[Collected data entries]
..........

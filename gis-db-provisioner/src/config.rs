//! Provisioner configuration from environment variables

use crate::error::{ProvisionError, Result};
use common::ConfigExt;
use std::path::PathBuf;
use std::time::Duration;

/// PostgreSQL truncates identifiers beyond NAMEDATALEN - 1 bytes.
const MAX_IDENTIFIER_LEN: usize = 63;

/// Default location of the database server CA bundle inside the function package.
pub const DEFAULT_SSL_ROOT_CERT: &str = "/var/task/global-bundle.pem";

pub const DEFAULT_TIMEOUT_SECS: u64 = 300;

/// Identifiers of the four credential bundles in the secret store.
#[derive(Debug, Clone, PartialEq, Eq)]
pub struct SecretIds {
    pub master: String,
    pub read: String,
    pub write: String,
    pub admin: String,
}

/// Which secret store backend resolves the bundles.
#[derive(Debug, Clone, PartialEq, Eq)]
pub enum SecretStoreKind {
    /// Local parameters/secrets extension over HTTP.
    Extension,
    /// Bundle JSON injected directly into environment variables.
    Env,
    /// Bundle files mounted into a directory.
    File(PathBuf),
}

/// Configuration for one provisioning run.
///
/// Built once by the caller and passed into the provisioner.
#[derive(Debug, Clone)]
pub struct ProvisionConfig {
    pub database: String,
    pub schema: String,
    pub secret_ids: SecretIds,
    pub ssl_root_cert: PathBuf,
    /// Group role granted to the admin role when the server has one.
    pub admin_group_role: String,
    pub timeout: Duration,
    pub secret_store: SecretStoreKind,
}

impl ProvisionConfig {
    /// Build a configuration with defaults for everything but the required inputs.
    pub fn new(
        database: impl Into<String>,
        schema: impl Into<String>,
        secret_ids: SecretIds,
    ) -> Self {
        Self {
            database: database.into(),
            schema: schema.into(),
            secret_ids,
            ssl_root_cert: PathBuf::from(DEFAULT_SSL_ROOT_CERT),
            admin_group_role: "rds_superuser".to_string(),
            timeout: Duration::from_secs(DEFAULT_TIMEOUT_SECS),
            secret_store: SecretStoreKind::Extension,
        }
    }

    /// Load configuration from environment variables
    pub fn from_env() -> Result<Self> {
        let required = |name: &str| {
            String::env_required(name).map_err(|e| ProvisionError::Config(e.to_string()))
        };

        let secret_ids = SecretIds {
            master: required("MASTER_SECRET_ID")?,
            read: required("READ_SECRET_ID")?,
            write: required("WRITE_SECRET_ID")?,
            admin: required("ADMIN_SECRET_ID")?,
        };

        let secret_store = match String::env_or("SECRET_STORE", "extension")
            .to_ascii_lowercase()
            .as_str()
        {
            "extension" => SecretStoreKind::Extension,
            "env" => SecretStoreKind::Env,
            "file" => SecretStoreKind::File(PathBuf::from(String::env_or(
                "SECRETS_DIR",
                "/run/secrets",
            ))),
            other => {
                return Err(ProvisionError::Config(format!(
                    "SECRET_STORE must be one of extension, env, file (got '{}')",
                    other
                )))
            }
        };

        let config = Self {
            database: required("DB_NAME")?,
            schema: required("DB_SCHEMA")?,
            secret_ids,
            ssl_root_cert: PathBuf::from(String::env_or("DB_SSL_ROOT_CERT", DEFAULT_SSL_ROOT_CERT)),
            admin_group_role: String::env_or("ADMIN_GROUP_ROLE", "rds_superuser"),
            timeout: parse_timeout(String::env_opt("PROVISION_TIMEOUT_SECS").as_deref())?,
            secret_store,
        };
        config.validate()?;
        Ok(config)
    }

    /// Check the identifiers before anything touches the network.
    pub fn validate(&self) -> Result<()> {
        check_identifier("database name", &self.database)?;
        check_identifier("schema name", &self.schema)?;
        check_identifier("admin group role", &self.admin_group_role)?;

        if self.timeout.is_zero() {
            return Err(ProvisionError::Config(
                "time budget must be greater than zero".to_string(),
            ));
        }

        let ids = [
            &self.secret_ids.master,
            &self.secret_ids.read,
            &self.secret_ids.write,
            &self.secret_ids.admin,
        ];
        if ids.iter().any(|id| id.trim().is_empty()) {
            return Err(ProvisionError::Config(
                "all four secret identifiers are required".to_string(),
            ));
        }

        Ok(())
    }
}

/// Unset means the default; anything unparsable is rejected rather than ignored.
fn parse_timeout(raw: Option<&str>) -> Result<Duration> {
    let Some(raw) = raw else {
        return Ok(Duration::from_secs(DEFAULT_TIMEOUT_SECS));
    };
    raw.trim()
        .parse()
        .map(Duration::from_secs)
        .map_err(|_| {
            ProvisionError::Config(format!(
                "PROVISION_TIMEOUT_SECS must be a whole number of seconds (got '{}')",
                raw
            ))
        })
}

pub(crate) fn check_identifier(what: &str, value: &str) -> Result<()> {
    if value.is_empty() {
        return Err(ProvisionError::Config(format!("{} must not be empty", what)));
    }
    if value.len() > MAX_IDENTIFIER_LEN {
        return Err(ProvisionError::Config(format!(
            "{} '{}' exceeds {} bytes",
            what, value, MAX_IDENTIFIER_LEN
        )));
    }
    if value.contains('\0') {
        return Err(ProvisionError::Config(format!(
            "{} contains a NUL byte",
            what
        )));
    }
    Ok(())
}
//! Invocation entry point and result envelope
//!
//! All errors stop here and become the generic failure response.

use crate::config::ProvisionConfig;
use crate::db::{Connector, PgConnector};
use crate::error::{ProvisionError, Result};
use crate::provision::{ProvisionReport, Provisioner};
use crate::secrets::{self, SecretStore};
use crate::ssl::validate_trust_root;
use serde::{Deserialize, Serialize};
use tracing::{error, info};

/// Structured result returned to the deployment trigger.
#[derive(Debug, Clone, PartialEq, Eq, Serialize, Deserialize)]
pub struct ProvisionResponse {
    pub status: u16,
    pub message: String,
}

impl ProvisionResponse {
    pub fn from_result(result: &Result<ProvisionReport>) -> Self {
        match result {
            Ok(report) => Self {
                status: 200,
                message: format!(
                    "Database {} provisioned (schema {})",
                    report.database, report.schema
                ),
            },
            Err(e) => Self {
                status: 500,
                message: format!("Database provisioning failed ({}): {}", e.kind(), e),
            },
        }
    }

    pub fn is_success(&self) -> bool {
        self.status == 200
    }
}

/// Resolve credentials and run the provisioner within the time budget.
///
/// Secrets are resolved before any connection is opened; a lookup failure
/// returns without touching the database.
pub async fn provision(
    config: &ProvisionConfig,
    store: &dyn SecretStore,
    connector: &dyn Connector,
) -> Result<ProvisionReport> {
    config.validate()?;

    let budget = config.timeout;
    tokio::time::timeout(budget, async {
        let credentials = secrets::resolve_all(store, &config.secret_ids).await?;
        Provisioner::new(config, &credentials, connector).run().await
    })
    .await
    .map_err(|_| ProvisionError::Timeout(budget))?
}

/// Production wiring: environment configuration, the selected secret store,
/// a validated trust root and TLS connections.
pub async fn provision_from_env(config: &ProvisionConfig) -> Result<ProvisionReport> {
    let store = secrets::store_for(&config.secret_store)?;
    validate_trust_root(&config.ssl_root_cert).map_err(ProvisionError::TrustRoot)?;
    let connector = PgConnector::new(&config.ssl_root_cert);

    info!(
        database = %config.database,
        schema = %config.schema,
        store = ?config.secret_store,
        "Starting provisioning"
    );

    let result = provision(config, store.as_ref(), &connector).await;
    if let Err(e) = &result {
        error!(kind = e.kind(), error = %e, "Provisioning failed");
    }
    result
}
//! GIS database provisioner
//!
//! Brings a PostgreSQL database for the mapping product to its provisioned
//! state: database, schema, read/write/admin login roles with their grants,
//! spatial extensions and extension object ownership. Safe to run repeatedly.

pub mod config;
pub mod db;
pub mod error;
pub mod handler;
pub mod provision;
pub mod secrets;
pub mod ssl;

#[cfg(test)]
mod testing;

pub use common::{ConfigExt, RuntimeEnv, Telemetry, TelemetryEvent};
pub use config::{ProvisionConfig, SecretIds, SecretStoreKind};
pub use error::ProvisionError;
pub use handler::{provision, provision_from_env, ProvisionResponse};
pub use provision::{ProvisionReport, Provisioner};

..........

▸ **Exercise details**:
Lines from the entries that contain the word "ProvisionReport" are what the answer must hold.

▸ **Exercise result**:
use crate::provision::{ProvisionReport, Provisioner};
    pub fn from_result(result: &Result<ProvisionReport>) -> Self {
) -> Result<ProvisionReport> {
pub async fn provision_from_env(config: &ProvisionConfig) -> Result<ProvisionReport> {
pub use provision::{ProvisionReport, Provisioner};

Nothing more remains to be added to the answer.